Her father died when she was 21, making Caroline mainly responsible for the rest of the family. She persuaded her mother and siblings to move with her to Clinton in upstate New York, where she was teaching. By that time she had also met William Kirkland who was a teacher at Hamilton College in Clinton.

Marriage and Family
Caroline married William Kirkland on January 10, 1828 and eventually had seven children, four of whom survived early childhood. The Kirklands settled in Geneva, New York, where they founded the Domestic School for boys. They believed their students should live as part of their family, hence the name Domestic School. Caroline must have been very busy there, caring for her own children and the resident boys.

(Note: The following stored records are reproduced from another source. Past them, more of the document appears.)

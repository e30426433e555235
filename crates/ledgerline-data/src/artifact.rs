//! Transient storage for downloaded filing documents.
//!
//! A [`DocumentArtifact`] owns a uniquely named file in the scratch directory
//! and removes it when dropped. Early returns, errors and panics therefore
//! cannot leave a downloaded document behind.

use crate::error::{DataError, Result};
use crate::registry::{RegistrySource, ResolvedDocument};
use std::path::{Path, PathBuf};
use tempfile::NamedTempFile;
use tracing::debug;

/// A downloaded document, deleted from disk on drop.
#[derive(Debug)]
pub struct DocumentArtifact {
    file: NamedTempFile,
    bytes: u64,
    content_type: String,
}

impl DocumentArtifact {
    /// Location of the document on disk.
    pub fn path(&self) -> &Path {
        self.file.path()
    }

    /// Number of bytes downloaded.
    pub const fn len(&self) -> u64 {
        self.bytes
    }

    /// Returns true if the download was empty.
    pub const fn is_empty(&self) -> bool {
        self.bytes == 0
    }

    /// MIME type that was requested.
    pub fn content_type(&self) -> &str {
        &self.content_type
    }

    /// Delete the file now, reporting any IO error instead of ignoring it.
    pub fn release(self) -> Result<()> {
        self.file.close()?;
        Ok(())
    }
}

/// Downloads resolved documents into the scratch directory.
#[derive(Debug, Clone)]
pub struct DocumentFetcher {
    scratch_dir: PathBuf,
}

impl DocumentFetcher {
    /// Fetcher writing into the operating system's temp directory.
    pub fn new() -> Self {
        Self::with_scratch_dir(std::env::temp_dir())
    }

    /// Fetcher writing into `scratch_dir`.
    pub fn with_scratch_dir(scratch_dir: impl Into<PathBuf>) -> Self {
        Self {
            scratch_dir: scratch_dir.into(),
        }
    }

    /// Directory artifacts are created in.
    pub fn scratch_dir(&self) -> &Path {
        &self.scratch_dir
    }

    /// Download `document` for `company_id` into a fresh artifact.
    ///
    /// The file name starts with the company id and carries a random suffix,
    /// so concurrent requests for one company never share a file.
    ///
    /// # Errors
    /// Every failure is reported as `DataError::DownloadFailed`; the partial
    /// file is removed before returning.
    pub async fn fetch<S: RegistrySource + ?Sized>(
        &self,
        source: &S,
        company_id: &str,
        document: &ResolvedDocument,
    ) -> Result<DocumentArtifact> {
        let file = tempfile::Builder::new()
            .prefix(&format!("{}_account_", file_stem(company_id)))
            .suffix(".xhtml")
            .tempfile_in(&self.scratch_dir)
            .map_err(|e| {
                DataError::DownloadFailed(format!(
                    "cannot create file in {}: {}",
                    self.scratch_dir.display(),
                    e
                ))
            })?;

        let handle = file
            .as_file()
            .try_clone()
            .map_err(|e| DataError::DownloadFailed(format!("cannot open artifact: {}", e)))?;
        let mut writer = tokio::fs::File::from_std(handle);

        let bytes = source
            .download_document(&document.url, &document.content_type, &mut writer)
            .await
            .map_err(|e| match e {
                DataError::DownloadFailed(_) => e,
                other => DataError::DownloadFailed(other.to_string()),
            })?;
        drop(writer);

        debug!(path = %file.path().display(), bytes, "stored document artifact");
        Ok(DocumentArtifact {
            file,
            bytes,
            content_type: document.content_type.clone(),
        })
    }
}

impl Default for DocumentFetcher {
    fn default() -> Self {
        Self::new()
    }
}

/// Registry ids are alphanumeric; anything else is replaced to keep the name a single path component.
fn file_stem(company_id: &str) -> String {
    let stem: String = company_id
        .chars()
        .map(|c| if c.is_ascii_alphanumeric() || c == '-' { c } else { '_' })
        .collect();
    if stem.is_empty() {
        "company".to_string()
    } else {
        stem
    }
}
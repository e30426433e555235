//! Registry client configuration.

use crate::error::{DataError, Result};
use std::fmt;
use std::time::Duration;

/// Companies House public data API base URL
pub const DEFAULT_BASE_URL: &str = "https://api.company-information.service.gov.uk";

/// Default per-request timeout
pub const DEFAULT_TIMEOUT: Duration = Duration::from_secs(30);

/// Default minimum spacing between requests
pub const DEFAULT_MIN_INTERVAL: Duration = Duration::from_millis(100);

/// Default number of retries after the first attempt
pub const DEFAULT_MAX_RETRIES: u32 = 2;

/// Default base delay for exponential backoff
pub const DEFAULT_RETRY_BACKOFF: Duration = Duration::from_millis(250);

const USER_AGENT: &str = concat!("ledgerline/", env!("CARGO_PKG_VERSION"));

/// Registry API key.
///
/// Sent as the basic-auth username with an empty password. Never printed.
#[derive(Clone, PartialEq, Eq)]
pub struct ApiKey(String);

impl ApiKey {
    /// Wrap a raw key.
    pub fn new(key: impl Into<String>) -> Self {
        Self(key.into())
    }

    /// The raw key, for building the authorization header.
    pub fn expose(&self) -> &str {
        &self.0
    }

    /// Whether the key is blank.
    pub fn is_blank(&self) -> bool {
        self.0.trim().is_empty()
    }
}

impl fmt::Debug for ApiKey {
    fn fmt(&self, f: &mut fmt::Formatter<'_>) -> fmt::Result {
        f.write_str("ApiKey(***)")
    }
}

/// Configuration injected into [`RegistryClient`](crate::registry::RegistryClient).
#[derive(Debug, Clone)]
pub struct RegistryConfig {
    /// Credential attached to every call
    pub api_key: ApiKey,
    /// API base URL, without trailing slash
    pub base_url: String,
    /// Per-request timeout
    pub timeout: Duration,
    /// Minimum spacing between requests across the whole client
    pub min_interval: Duration,
    /// Retries after the first attempt for transient failures
    pub max_retries: u32,
    /// Base delay, doubled on every retry
    pub retry_backoff: Duration,
    /// User-Agent header value
    pub user_agent: String,
}

impl RegistryConfig {
    /// Configuration with defaults for everything but the key.
    pub fn new(api_key: impl Into<String>) -> Self {
        Self {
            api_key: ApiKey::new(api_key),
            base_url: DEFAULT_BASE_URL.to_string(),
            timeout: DEFAULT_TIMEOUT,
            min_interval: DEFAULT_MIN_INTERVAL,
            max_retries: DEFAULT_MAX_RETRIES,
            retry_backoff: DEFAULT_RETRY_BACKOFF,
            user_agent: USER_AGENT.to_string(),
        }
    }

    /// Override the base URL.
    pub fn with_base_url(mut self, base_url: impl Into<String>) -> Self {
        self.base_url = base_url.into().trim_end_matches('/').to_string();
        self
    }

    /// Override the request timeout.
    pub const fn with_timeout(mut self, timeout: Duration) -> Self {
        self.timeout = timeout;
        self
    }

    /// Override the minimum interval between requests.
    pub const fn with_min_interval(mut self, min_interval: Duration) -> Self {
        self.min_interval = min_interval;
        self
    }

    /// Override the retry policy.
    pub const fn with_retries(mut self, max_retries: u32, retry_backoff: Duration) -> Self {
        self.max_retries = max_retries;
        self.retry_backoff = retry_backoff;
        self
    }

    /// Reject configurations the client cannot work with.
    pub fn validate(&self) -> Result<()> {
        if self.api_key.is_blank() {
            return Err(DataError::Config("registry API key is empty".to_string()));
        }
        if self.base_url.is_empty() {
            return Err(DataError::Config("registry base URL is empty".to_string()));
        }
        if self.timeout.is_zero() {
            return Err(DataError::Config("request timeout must be positive".to_string()));
        }
        Ok(())
    }

    /// Backoff delay before retry number `attempt` (zero based).
    pub fn backoff(&self, attempt: u32) -> Duration {
        self.retry_backoff.saturating_mul(2u32.saturating_pow(attempt))
    }
}
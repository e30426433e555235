//! Filing history records and accounts filing selection.
//!
//! The registry returns filing history most-recent-first. Selection trusts that
//! order and never re-sorts by date, so "first accounts record" means "latest
//! accounts filing" only as far as the registry's ordering is correct.

use crate::error::{DataError, Result};
use chrono::NaiveDate;
use indexmap::IndexMap;
use serde::{Deserialize, Serialize};

/// Category assigned by the registry to annual accounts filings.
pub const ACCOUNTS_CATEGORY: &str = "accounts";

/// Link relation pointing at a filing's document metadata.
pub const DOCUMENT_METADATA_LINK: &str = "document_metadata";

/// A single entry of a company's filing history.
#[derive(Debug, Clone, Default, PartialEq, Eq, Serialize, Deserialize)]
pub struct FilingRecord {
    /// Filing category (e.g., "accounts", "confirmation-statement")
    #[serde(default)]
    pub category: Option<String>,
    /// Date the filing was registered
    #[serde(default)]
    pub date: Option<NaiveDate>,
    /// Form type (e.g., "AA")
    #[serde(default, rename = "type")]
    pub form_type: Option<String>,
    /// Registry description key
    #[serde(default)]
    pub description: Option<String>,
    /// Registry transaction identifier
    #[serde(default)]
    pub transaction_id: Option<String>,
    /// Relation name to URL
    #[serde(default)]
    pub links: IndexMap<String, String>,
}

impl FilingRecord {
    /// Returns true if this record belongs to the accounts category.
    pub fn is_accounts(&self) -> bool {
        self.category.as_deref() == Some(ACCOUNTS_CATEGORY)
    }

    /// URL of the document metadata resource, if the registry linked one.
    pub fn document_metadata_url(&self) -> Option<&str> {
        self.links
            .get(DOCUMENT_METADATA_LINK)
            .map(String::as_str)
            .filter(|url| !url.is_empty())
    }
}

/// Filing history response for one company.
#[derive(Debug, Clone, Default, PartialEq, Eq, Serialize, Deserialize)]
pub struct FilingHistory {
    /// Filings in registry order
    #[serde(default)]
    pub items: Vec<FilingRecord>,
    /// Total number of filings the registry holds
    #[serde(default)]
    pub total_count: Option<u64>,
    /// Page size used by the registry
    #[serde(default)]
    pub items_per_page: Option<u64>,
    /// Offset of the first item
    #[serde(default)]
    pub start_index: Option<u64>,
}

impl FilingHistory {
    /// All accounts filings, in registry order.
    pub fn accounts(&self) -> impl Iterator<Item = &FilingRecord> {
        self.items.iter().filter(|record| record.is_accounts())
    }

    /// The accounts filing the pipeline should process.
    pub fn latest_accounts(&self) -> Result<&FilingRecord> {
        select_accounts_filing(&self.items)
    }
}

/// Pick the first accounts filing from registry-ordered records.
///
/// # Errors
/// Returns `DataError::NoAccountsFiling` if no record has the accounts category.
pub fn select_accounts_filing(records: &[FilingRecord]) -> Result<&FilingRecord> {
    records
        .iter()
        .find(|record| record.is_accounts())
        .ok_or(DataError::NoAccountsFiling)
}
#![doc = include_str!("../README.md")]
#![doc(issue_tracker_base_url = "https://github.com/factordynamics/ledgerline/issues/")]
#![cfg_attr(docsrs, feature(doc_cfg, doc_auto_cfg))]
#![warn(missing_docs)]
#![forbid(unsafe_code)]

pub mod artifact;
pub mod config;
pub mod error;
pub mod ixbrl;
pub mod registry;

pub use artifact::{DocumentArtifact, DocumentFetcher};
pub use config::{ApiKey, RegistryConfig};
pub use error::{DataError, Result};
pub use ixbrl::{FactExtractor, FactFilter, FactMapping};
pub use registry::{RegistryClient, RegistrySource};

/// Version information.
pub const VERSION: &str = env!("CARGO_PKG_VERSION");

In 1835 the Kirklands moved to the Detroit, Michigan – little more than a western frontier town – where Mr. Kirkland had accepted a position as head of the new Detroit Female Seminary. Caroline was 34 years old, the mother of four small children, and a teacher at the Seminary. Tired of teaching, William had dreams of buying land and founding a city on the Michigan frontier.

In January 1836, William Kirkland started buying land sixty miles west of Detroit in Livingston County. By the end of the year he owned 800 acres and with his father controlled 1300 acres altogether. In the fall of 1837 the couple moved there and founded a town Caroline named Pinckney, even more isolated than Detroit.

There the family lived in a log cabin until a frame house was built. Caroline raised her children, shared her husband’s efforts to develop the settlement, befriended other women, went to the social affairs and observed the people who lived in their community.

Caroline wrote of her experiences on the frontier and the people she met there in letters to her family and friends. Her observations were optimistic, sympathetic and very entertaining. Evidently her family’s appreciation of her stories encouraged her to produce a series of sketches of life in the Michigan Territory.

Literary Career
The experiment in settling the frontier was a failure, but it provided material for Caroline Kirkland’s first book, an account of settlement life titled A New Home – Who’ll Follow? This was a partly satirical look at the trials and tribulations of traveling to the West and adjusting to life on the frontier. She also began writing essays and sketches for a variety of magazines.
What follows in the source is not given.